Even while Cambodia recovered from decades of war and other areas of agriculture flourished, rice production languished, a national embarrassment in a country where 80 percent of the population works in paddies. In 2009, Cambodia exported just 12,613 tons of milled rice, putting it at the bottom of the global heap.
But as Thailand, one of the world’s largest rice exporters, struggles with political instability, Cambodian exports have improved along with their quality; the rice can now be found in high-end grocery markets in the West. Last year, Cambodia was the world’s fifth-largest exporter of rice and the second-biggest exporter of premium jasmine rice. Sales of milled rice abroad reached 378,856 tons.
Click through on the Cambodian story; the photos are better than the words.
In the Ozarks, in Lake Truman in Missouri, there's a paddlefish referred to locally as a spoonbill, an ugly looking reptile of a fish, that's related to sturgeon, the fish prized for its eggs. Caviar. Medium, an exceptional place for longform journalism and smart blogging, for all you old school types (myself included), has a killer story up about how as Russian sturgeon has crashed, roe poachers have come stateside looking to take eggs from paddlefish and pass them off as caviar.

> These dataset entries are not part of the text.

//! URL helper functions

/// Join a path onto the site root
///
/// # Examples
/// ```ignore
/// url_for("/blog/", "/posts/hello") // -> "/blog/posts/hello"
/// ```
pub fn url_for(root: &str, path: &str) -> String {
    let root = root.trim_end_matches('/');
    let path = path.trim_start_matches('/');

    if path.is_empty() {
        format!("{}/", root)
    } else {
        format!("{}/{}", root, path)
    }
}

/// Published path of a post, derived only from its slug
///
/// # Examples
/// ```ignore
/// post_url("/", "posts", "hello") // -> "/posts/hello"
/// ```
pub fn post_url(root: &str, route_prefix: &str, slug: &str) -> String {
    let prefix = route_prefix.trim_matches('/');
    url_for(root, &format!("{}/{}", prefix, slug))
}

One fish, the story notes, can net $40,000.
In the 1980s, when Farr was new at his post, a Missouri fisheries biologist named Kim Graham warned him that sturgeon were crashing worldwide, and that before long, the paddlefish in the Osage River were going to attract the interest of caviar smugglers. “He told me, ‘Look, there’s a market for this stuff, and there are way too many fish here for guys not to show up soon, so keep your eyes out,’” Farr remembers.

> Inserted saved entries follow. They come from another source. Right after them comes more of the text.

//! Date helper functions

use chrono::format::{Item, StrftimeItems};
use chrono::{DateTime, NaiveDate, NaiveDateTime};

/// Layouts accepted for front-matter dates, tried in order
const DATE_LAYOUTS: &[&str] = &[
    "%Y-%m-%d %H:%M:%S",
    "%Y/%m/%d %H:%M:%S",
    "%Y-%m-%d %H:%M",
    "%Y/%m/%d %H:%M",
    "%Y-%m-%dT%H:%M:%S",
    "%Y-%m-%dT%H:%M:%S%.f",
];

const DAY_LAYOUTS: &[&str] = &["%Y-%m-%d", "%Y/%m/%d"];

/// Parse a front-matter date string in one of the common layouts
pub fn parse_date_string(s: &str) -> Option<NaiveDateTime> {
    let s = s.trim();

    for layout in DATE_LAYOUTS {
        if let Ok(dt) = NaiveDateTime::parse_from_str(s, layout) {
            return Some(dt);
        }
    }

    for layout in DAY_LAYOUTS {
        if let Ok(d) = NaiveDate::parse_from_str(s, layout) {
            return d.and_hms_opt(0, 0, 0);
        }
    }

    // RFC 3339 keeps the wall-clock time the author wrote
    DateTime::parse_from_rfc3339(s)
        .ok()
        .map(|dt| dt.naive_local())
}

/// Format a date using a Moment.js-compatible format string
///
/// Returns `None` when the format does not translate to a valid chrono format.
///
/// # Examples
/// ```ignore
/// format_date(&date, "MMM, D") // -> "Jan, 5"
/// ```
pub fn format_date(date: &NaiveDateTime, format: &str) -> Option<String> {
    let chrono_format = moment_to_chrono_format(format);
    let items: Vec<Item> = StrftimeItems::new(&chrono_format).collect();
    if items.iter().any(|item| matches!(item, Item::Error)) {
        return None;
    }
    Some(date.format_with_items(items.into_iter()).to_string())
}

/// Convert Moment.js format to chrono format
pub fn moment_to_chrono_format(format: &str) -> String {
    // Longest tokens first within each unit so "MM" is not eaten by "M"
    let replacements = [
        // Year
        ("YYYY", "%Y"),
        ("YY", "%y"),
        // Month
        ("MMMM", "%B"),
        ("MMM", "%b"),
        ("MM", "%m"),
        ("M", "%-m"),
        // Day of month
        ("DDDD", "%j"),
        ("DD", "%d"),
        ("D", "%-d"),
        // Hour 24h
        ("HH", "%H"),
        // Hour 12h
        ("hh", "%I"),
        // Minute (after MM has already been consumed)
        ("mm", "%M"),
        // Second
        ("ss", "%S"),
        // Day of week
        ("dddd", "%A"),
        ("ddd", "%a"),
        // Timezone
        ("ZZ", "%z"),
        // Milliseconds
        ("SSS", "%3f"),
    ];

    let mut result = format.to_string();

    for (from, to) in replacements {
        result = result.replace(from, to);
    }

    result
}

#[cfg(test)]
mod tests {
    use super::*;

    fn date(y: i32, m: u32, d: u32) -> NaiveDateTime {
        NaiveDate::from_ymd_opt(y, m, d)
            .unwrap()
            .and_hms_opt(10, 30, 0)
            .unwrap()
    }

    #[test]
    fn test_format_date() {
        let date = date(2021, 1, 5);
        assert_eq!(format_date(&date, "YYYY-MM-DD").unwrap(), "2021-01-05");
        assert_eq!(format_date(&date, "MMM, D").unwrap(), "Jan, 5");
        assert_eq!(format_date(&date, "MMMM D, YYYY").unwrap(), "January 5, 2021");
    }

    #[test]
    fn test_format_date_invalid() {
        assert_eq!(format_date(&date(2021, 1, 5), "YYYY %"), None);
    }

    #[test]
    fn test_moment_to_chrono() {
        assert_eq!(moment_to_chrono_format("YYYY-MM-DD"), "%Y-%m-%d");
        assert_eq!(moment_to_chrono_format("HH:mm:ss"), "%H:%M:%S");
        assert_eq!(moment_to_chrono_format("MMM, D"), "%b, %-d");
    }

    #[test]
    fn test_parse_date_string() {
        let dt = parse_date_string("2024-01-15 10:30:00").unwrap();
        assert_eq!(dt.format("%Y-%m-%d %H:%M").to_string(), "2024-01-15 10:30");

        let dt = parse_date_string("2024/01/15").unwrap();
        assert_eq!(dt.format("%Y-%m-%d").to_string(), "2024-01-15");

        let dt = parse_date_string("2024-01-15T08:00:00+02:00").unwrap();
        assert_eq!(dt.format("%H").to_string(), "08");

        assert!(parse_date_string("someday").is_none());
    }
}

A few years later, paddlefish carcasses started appearing around Warsaw. Some had been tossed into the woods. Others had been tied to rocks and sunk into the reservoirs, only to float free and wash up on shore. All had been knifed open, their eggs gone. Caviar poachers had already decimated paddlefish populations in some rivers in Tennessee and Kentucky. On the Warsaw docks, snaggers had begun reeling in smaller and smaller fish.

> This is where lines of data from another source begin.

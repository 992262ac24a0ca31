//! Rendered output tree
//!
//! Every renderer in this crate produces a [`Node`] rather than a string so
//! that callers (and tests) can inspect structure before serialising.

use indexmap::IndexMap;

/// Element attributes, kept in insertion order so output is deterministic
pub type Attributes = IndexMap<String, String>;

/// Elements that never take a closing tag
const VOID_ELEMENTS: &[&str] = &["br", "hr", "img", "input", "link", "meta"];

/// A node in a rendered tree
#[derive(Debug, Clone, PartialEq, Eq)]
pub enum Node {
    /// An HTML element
    Element(Element),
    /// Text content, escaped on output
    Text(String),
    /// Pre-rendered HTML, emitted verbatim
    Raw(String),
    /// Renders nothing
    Empty,
}

/// An HTML element with attributes and children
#[derive(Debug, Clone, PartialEq, Eq)]
pub struct Element {
    pub tag: String,
    pub attrs: Attributes,
    pub children: Vec<Node>,
}

impl Element {
    /// Create an element with no attributes or children
    pub fn new(tag: &str) -> Self {
        Self {
            tag: tag.to_string(),
            attrs: Attributes::new(),
            children: Vec::new(),
        }
    }

    /// Set an attribute
    pub fn attr(mut self, name: &str, value: impl Into<String>) -> Self {
        self.attrs.insert(name.to_string(), value.into());
        self
    }

    /// Set an attribute only when a value is present
    pub fn attr_opt(self, name: &str, value: Option<impl Into<String>>) -> Self {
        match value {
            Some(value) => self.attr(name, value),
            None => self,
        }
    }

    /// Set the `class` attribute
    pub fn class(self, class: impl Into<String>) -> Self {
        self.attr("class", class)
    }

    /// Append a child node
    pub fn child(mut self, node: impl Into<Node>) -> Self {
        self.children.push(node.into());
        self
    }

    /// Append several child nodes
    pub fn children<I>(mut self, nodes: I) -> Self
    where
        I: IntoIterator,
        I::Item: Into<Node>,
    {
        self.children.extend(nodes.into_iter().map(Into::into));
        self
    }

    /// Append a text child
    pub fn text(self, text: impl Into<String>) -> Self {
        self.child(Node::Text(text.into()))
    }

    /// Value of the `class` attribute, if any
    pub fn class_name(&self) -> Option<&str> {
        self.attrs.get("class").map(String::as_str)
    }
}

impl From<Element> for Node {
    fn from(element: Element) -> Self {
        Node::Element(element)
    }
}

impl Node {
    /// Create a text node
    pub fn text(text: impl Into<String>) -> Self {
        Node::Text(text.into())
    }

    /// Whether this node renders nothing
    pub fn is_empty(&self) -> bool {
        matches!(self, Node::Empty)
    }

    /// The element, if this node is one
    pub fn as_element(&self) -> Option<&Element> {
        match self {
            Node::Element(el) => Some(el),
            _ => None,
        }
    }

    /// Concatenated text of this node and all its descendants
    pub fn text_content(&self) -> String {
        let mut out = String::new();
        self.collect_text(&mut out);
        out
    }

    fn collect_text(&self, out: &mut String) {
        match self {
            Node::Text(text) => out.push_str(text),
            Node::Element(el) => {
                for child in &el.children {
                    child.collect_text(out);
                }
            }
            Node::Raw(_) | Node::Empty => {}
        }
    }

    /// Serialise to an HTML string
    pub fn to_html(&self) -> String {
        let mut out = String::new();
        self.write_html(&mut out);
        out
    }

    fn write_html(&self, out: &mut String) {
        match self {
            Node::Text(text) => out.push_str(&html_escape(text)),
            Node::Raw(html) => out.push_str(html),
            Node::Empty => {}
            Node::Element(el) => {
                out.push('<');
                out.push_str(&el.tag);
                for (name, value) in &el.attrs {
                    out.push_str(&format!(r#" {}="{}""#, name, html_escape(value)));
                }
                out.push('>');

                if VOID_ELEMENTS.contains(&el.tag.as_str()) {
                    return;
                }

                for child in &el.children {
                    child.write_html(out);
                }
                out.push_str(&format!("</{}>", el.tag));
            }
        }
    }
}

/// Escape HTML special characters
pub fn html_escape(s: &str) -> String {
    s.replace('&', "&amp;")
        .replace('<', "&lt;")
        .replace('>', "&gt;")
        .replace('"', "&quot;")
        .replace('\'', "&#39;")
}

#[cfg(test)]
mod tests {
    use super::*;

    #[test]
    fn test_element_to_html() {
        let node: Node = Element::new("a")
            .attr("href", "/posts/a")
            .text("Tom & Jerry")
            .into();
        assert_eq!(node.to_html(), r#"<a href="/posts/a">Tom &amp; Jerry</a>"#);
    }

    #[test]
    fn test_void_element() {
        let node: Node = Element::new("link").attr("rel", "stylesheet").into();
        assert_eq!(node.to_html(), r#"<link rel="stylesheet">"#);
    }

    #[test]
    fn test_attribute_escaping() {
        let node: Node = Element::new("span").attr("title", r#"say "hi""#).into();
        assert_eq!(node.to_html(), r#"<span title="say &quot;hi&quot;"></span>"#);
    }

    #[test]
    fn test_empty_and_raw() {
        assert_eq!(Node::Empty.to_html(), "");
        assert!(Node::Empty.is_empty());
        assert_eq!(Node::Raw("<b>x</b>".to_string()).to_html(), "<b>x</b>");
    }

    #[test]
    fn test_text_content() {
        let node: Node = Element::new("div")
            .child(Element::new("span").text("a"))
            .text("b")
            .child(Node::Raw("<i>ignored</i>".to_string()))
            .into();
        assert_eq!(node.text_content(), "ab");
    }
}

Here's a little more about the fish:
Adults have large, toothless mouths and little interest in bait. The best way to catch one is to drag a hefty hook along the bottom of a river, pulling it back and forth—sometimes for hours—until hook snags fish and a silvery monster can be hauled to the surface. It is not, to put it politely, a game of skill, but aficionados say it’s addictive. “It’s like playing a one-armed bandit,” says Bryan Heinen, a popular local paddlefish guide who travels to Warsaw from his home in Nebraska each spring.
Make sure you read to the end. It gets really criminal, and involves Russian immigrants.
To end things on a lighter note, my friend and, well, kind of a hero, Brett Anderson interviewed Alton Brown in this month's Garden and Gun. If you are into the South, and being Southern, you're going to like it.